Good luck, and keep up the thread, show us your progress.
1 - Don't work with colors until you are much further along in modeling. Beginners (and non-beginners actually) make the mistake of correcting for improper anatomy by painting in detail in the wrong places, or light information where there should be none. Get yourself to a good place in your sculpt before approaching polypainting/color.
2 - Don't work so high-res. You have enough problems in your base-level mesh that sculpting in the higher subdivions isn't going to do you any good. For instance, her mouth looks like sausages stapled to her face. This is because in the lower levels, she has no definition of shape, where the corners of her mouth turn inwards. Working in lower subdivs also helps you to see the actual shapes you are creating, instead of the details, and gives you a much better platform to controlling where you go on a macro level.

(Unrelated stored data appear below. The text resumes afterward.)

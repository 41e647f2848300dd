//! Correctness suite against the deployed connector

use crate::e2e::E2EHarness;
use remotecheck::client::SeriesRecord;
use remotecheck::harness::{run_suite, RunOptions};
use std::time::Duration;

/// Full suite passes against the docker-compose connector
#[tokio::test]
#[ignore = "requires running docker-compose stack"]
async fn test_full_suite_passes() {
    let harness = E2EHarness::from_env().expect("harness from env");
    harness
        .wait_healthy(Duration::from_secs(30))
        .await
        .expect("Connector should be reachable");

    let ctx = harness.check_context().expect("check context");
    let report = run_suite(&ctx, &RunOptions::default()).await;
    assert_eq!(report.exit_code(), 0, "{}", report.summary());
}

/// A single write is visible to a read of the same series
#[tokio::test]
#[ignore = "requires running docker-compose stack"]
async fn test_write_read_roundtrip() {
    let harness = E2EHarness::from_env().expect("harness from env");
    harness
        .wait_healthy(Duration::from_secs(30))
        .await
        .expect("Connector should be reachable");

    let client = harness.client().expect("client");
    let now = client.clock().now_ms();
    let status = client
        .remote_write(&[SeriesRecord::new()
            .label("__name__", "e2e_roundtrip_total")
            .label("instance", "e2e")
            .sample(42.0, now)])
        .await
        .expect("remote write");
    assert_eq!(status, 200);

    tokio::time::sleep(Duration::from_secs(1)).await;

    let response = client
        .remote_read(r#"e2e_roundtrip_total{instance="e2e"}[10s]"#)
        .await
        .expect("remote read");
    let series = response.first_series();
    assert!(!series.is_empty(), "written series should be readable");
    assert!(series[0].samples.iter().any(|s| s.value == 42.0));
}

3 - Anatomy is easier to produce when it does not exist in a vacuum. Poorly worded I suppose, but my meaning is that it can be hard to properly analyze and sculpt a persons head when their neck is missing. I find it hard to do it when the shoulders are missing as well. On a person, everything is relative, and each piece of anatomy depends on the others to bring scale and proportion with it. You'll have a much easier time doing these things if you've got them in your scene.
4 - Take a look at an anatomy book. Most everything here is off in one way or another. Use plenty of references, and not references of pretty women, but high-res references of proportional faces. Take them into photoshop and draw on them to highlight the major forms, then bring them into zbrush with you and use them as guides.
Good luck, and keep up the thread, show us your progress.
i really appreciate you taking your time and telling me these things i am still practicing trying to learn how to sculpt the face properly without any formal training and no not using as excuse just difficult is all trying to find tuts on how to do these about the reference i am not using a humans picture it's one of my friends drawings that i found to be pretty almost and was just testing the color here cause me and polypaint do not get along at all lol i will keep posting
I have to echo mr. panda here, using a properly taken reference photo is extremely important, even more so that you're just starting out. preferably something taken with a low FOV to minimize perspective distortion errors on your part. Search the free samples on 3d.sk perhaps.
Use a real human face for reference. It will serve you better.
Think about buying Andrew Loomis' "Figure Drawing for all its Worth."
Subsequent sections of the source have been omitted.